Others are making the best of a difficult situation. My daughter Anouchka, a London shrink, tells me she has never been busier. She has a book to finish, newspaper articles to write and a swelling crowd of patients to see. She has always worked from home, so no change there. She solves the problem of social distancing by seeing her patients on Skype or FaceTime. The patients still face the same anxieties and problems they always had. But now that they are in forced isolation, they have decided this is the moment to find an innovative way to share their problems with a shrink. That means patients who dropped out are back on the scene, and the existing patients are determined to continue.

My other daughter Tamara, a high-powered solicitor, is flat out busy because her case load includes being appointed by the courts as a 'deputy' for people with mental incapacity problems. This makes her a 'key' worker, and she could go to the office if she wanted to. She has chosen to work from home instead. She has to live on the telephone making sure her care clients are fed, reasonably happy and feeling secure in a world where shopping is difficult, human contact is limited and support systems are stretched to breaking point. The bright side doesn't dominate the picture. However she says she has suddenly discovered how much of her weekends had been given over to preparing for the working week ahead. At weekends she washed and ironed her work outfits, shopped, planned meals, read legal papers and generally prepared for the coming onslaught. Now, thanks to working from home and not commuting at 6:30 in the morning from Taunton to Bristol in the west country of England, then catching the train home from work at 7:00 pm by the same route, she has been given a few desperately needed extra hours for productive work, and at the weekend there's sometimes a welcome moment for a cycle ride or a spade and fork session in the garden.

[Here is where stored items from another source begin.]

//! K-Means with the number of clusters chosen by the GAP statistic
//!
//! For every candidate `k` the log within-cluster dispersion of the data is
//! compared with its expectation under uniform reference datasets drawn from
//! the bounding box of the features. The smallest `k` satisfying
//! `gap(k) >= gap(k + 1) - s(k + 1)` wins.

use kmeans::{DistanceMetric, KMeans, KMeansFit, dispersion};
use ndarray::{Array2, ArrayView2, Axis};
use rand::SeedableRng;
use rand::seq::index::sample;
use rand_chacha::ChaCha20Rng;
use rand_distr::{Distribution, Uniform};
use rayon::prelude::*;
use tracing::debug;

use crate::{
    data_type::traits::{FittedClustering, OrderSelector},
    error::{DivikError, Result},
    metrics::feature_bounds,
};

/// Order selector searching `k` in `1..=max_clusters` with the GAP statistic
#[derive(Clone, Debug, PartialEq)]
pub struct GapSearch {
    pub max_clusters: usize,
    /// Number of uniform reference datasets
    pub n_trials: usize,
    pub max_iter: usize,
    pub n_init: usize,
    pub distance: DistanceMetric,
    pub seed: u64,
    /// Rows used for the search itself; the final model is always fitted on all rows
    pub sample_size: Option<usize>,
}

impl Default for GapSearch {
    fn default() -> Self {
        Self {
            max_clusters: 10,
            n_trials: 10,
            max_iter: 100,
            n_init: 1,
            distance: DistanceMetric::Euclidean,
            seed: 0,
            sample_size: None,
        }
    }
}

/// Outcome of a [`GapSearch`] fit
#[derive(Clone, Debug)]
pub struct GapSearchModel {
    pub fitted: bool,
    pub n_clusters: usize,
    pub labels: Vec<usize>,
    pub centroids: Option<Array2<f64>>,
    /// `gap(k)` for every evaluated `k`, starting at 1
    pub gaps: Vec<f64>,
    /// `s(k)` matching `gaps`
    pub errors: Vec<f64>,
}

impl FittedClustering for GapSearchModel {
    fn fitted(&self) -> bool {
        self.fitted
    }

    fn n_clusters(&self) -> usize {
        self.n_clusters
    }

    fn labels(&self) -> &[usize] {
        &self.labels
    }
}

impl GapSearch {
    fn kmeans(&self, k: usize, seed: u64) -> KMeans {
        KMeans::new(k)
            .with_metric(self.distance)
            .with_max_iter(self.max_iter)
            .with_n_init(self.n_init)
            .with_seed(seed)
    }

    fn log_dispersion(&self, data: ArrayView2<f64>, k: usize, seed: u64) -> Result<(f64, KMeansFit)> {
        let fit = self.kmeans(k, seed).fit(data)?;
        let w = dispersion(data, &fit.labels, fit.centroids.view(), self.distance);
        Ok((w.max(f64::MIN_POSITIVE).ln(), fit))
    }

    // gap(k) and s(k) for one candidate k
    fn gap(&self, data: ArrayView2<f64>, references: &[Array2<f64>], k: usize) -> Result<(f64, f64, KMeansFit)> {
        let (log_w, fit) = self.log_dispersion(data, k, self.seed)?;

        let reference_logs = references
            .par_iter()
            .enumerate()
            .map(|(trial, reference)| {
                let seed = self.seed.wrapping_add(trial as u64 + 1);
                self.log_dispersion(reference.view(), k, seed).map(|(log, _)| log)
            })
            .collect::<Result<Vec<f64>>>()?;

        let b = reference_logs.len() as f64;
        let mean = reference_logs.iter().sum::<f64>() / b;
        let std = (reference_logs.iter().map(|v| (v - mean).powi(2)).sum::<f64>() / b).sqrt();
        Ok((mean - log_w, std * (1.0 + 1.0 / b).sqrt(), fit))
    }

    fn references(&self, data: ArrayView2<f64>, rng: &mut ChaCha20Rng) -> Result<Vec<Array2<f64>>> {
        let distributions = feature_bounds(data)
            .into_iter()
            .map(|(lo, hi)| {
                Uniform::new_inclusive(lo, hi)
                    .map_err(|e| DivikError::numerical(format!("invalid reference bounds [{lo}, {hi}]: {e}")))
            })
            .collect::<Result<Vec<_>>>()?;

        let shape = data.dim();
        Ok((0..self.n_trials)
            .map(|_| Array2::from_shape_fn(shape, |(_, j)| distributions[j].sample(&mut *rng)))
            .collect())
    }

    /// Search the number of clusters and fit the final model
    ///
    /// # Returns
    /// * A fitted model with the chosen `k`, or an unfitted single-cluster
    ///   model when no `k` up to the bound satisfies the criterion
    pub fn fit(&self, data: ArrayView2<f64>) -> Result<GapSearchModel> {
        self.validate()?;
        let n = data.nrows();
        if n == 0 {
            return Err(DivikError::configuration("cannot search clusters of an empty dataset"));
        }

        let mut rng = ChaCha20Rng::seed_from_u64(self.seed);

        // Step 1: optional subsample for the search
        let sampled = match self.sample_size {
            Some(size) if size < n => {
                let mut rows = sample(&mut rng, n, size.max(1)).into_vec();
                rows.sort_unstable();
                Some(data.select(Axis(0), &rows))
            }
            _ => None,
        };
        let search = match &sampled {
            Some(s) => s.view(),
            None => data.view(),
        };
        let k_max = self.max_clusters.min(search.nrows());

        // Step 2: reference datasets, shared by every k
        let references = self.references(search, &mut rng)?;

        // Step 3: first k with gap(k) >= gap(k + 1) - s(k + 1)
        let mut gaps = Vec::new();
        let mut errors = Vec::new();
        let (gap, error, mut fit) = self.gap(search, &references, 1)?;
        gaps.push(gap);
        errors.push(error);

        let mut chosen = None;
        for k in 1..k_max {
            let (next_gap, next_error, next_fit) = self.gap(search, &references, k + 1)?;
            gaps.push(next_gap);
            errors.push(next_error);
            if gaps[k - 1] >= next_gap - next_error {
                chosen = Some((k, fit));
                break;
            }
            fit = next_fit;
        }
        debug!(chosen_k = ?chosen.as_ref().map(|(k, _)| *k), evaluated = gaps.len(), "gap search finished");

        let Some((k, fit)) = chosen else {
            return Ok(GapSearchModel {
                fitted: false,
                n_clusters: 1,
                labels: vec![0; n],
                centroids: None,
                gaps,
                errors,
            });
        };

        // Step 4: labels for every row
        let final_fit = if sampled.is_some() { self.kmeans(k, self.seed).fit(data)? } else { fit };
        Ok(GapSearchModel {
            fitted: true,
            n_clusters: k,
            labels: final_fit.labels,
            centroids: Some(final_fit.centroids),
            gaps,
            errors,
        })
    }

    pub fn validate(&self) -> Result<()> {
        if self.max_clusters < 2 {
            return Err(DivikError::configuration("max_clusters must be at least 2"));
        }
        if self.n_trials == 0 {
            return Err(DivikError::configuration("n_trials must be at least 1"));
        }
        if self.sample_size == Some(0) {
            return Err(DivikError::configuration("sample_size must be positive"));
        }
        Ok(())
    }
}

impl OrderSelector for GapSearch {
    type Model = GapSearchModel;

    fn max_clusters(&self) -> usize {
        self.max_clusters
    }

    fn fit(&self, data: ArrayView2<f64>) -> Result<GapSearchModel> {
        GapSearch::fit(self, data)
    }

    fn validate(&self) -> Result<()> {
        GapSearch::validate(self)
    }
}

Bookseller friends in Australia tell me that business has picked up since the lockdown. People are stocking up with books instead of loo paper. (Don't tempt me with too close an analysis of this!)

My New York friend Paul Kuttner, ever the gourmet, has discovered a web site #quarantinerecipes which seems to be serving him well from the look of the photographs of food on his Facebook page.

So, as the headline says, make the best of it. You can. And don't forget to keep a record. You're living out a piece of history.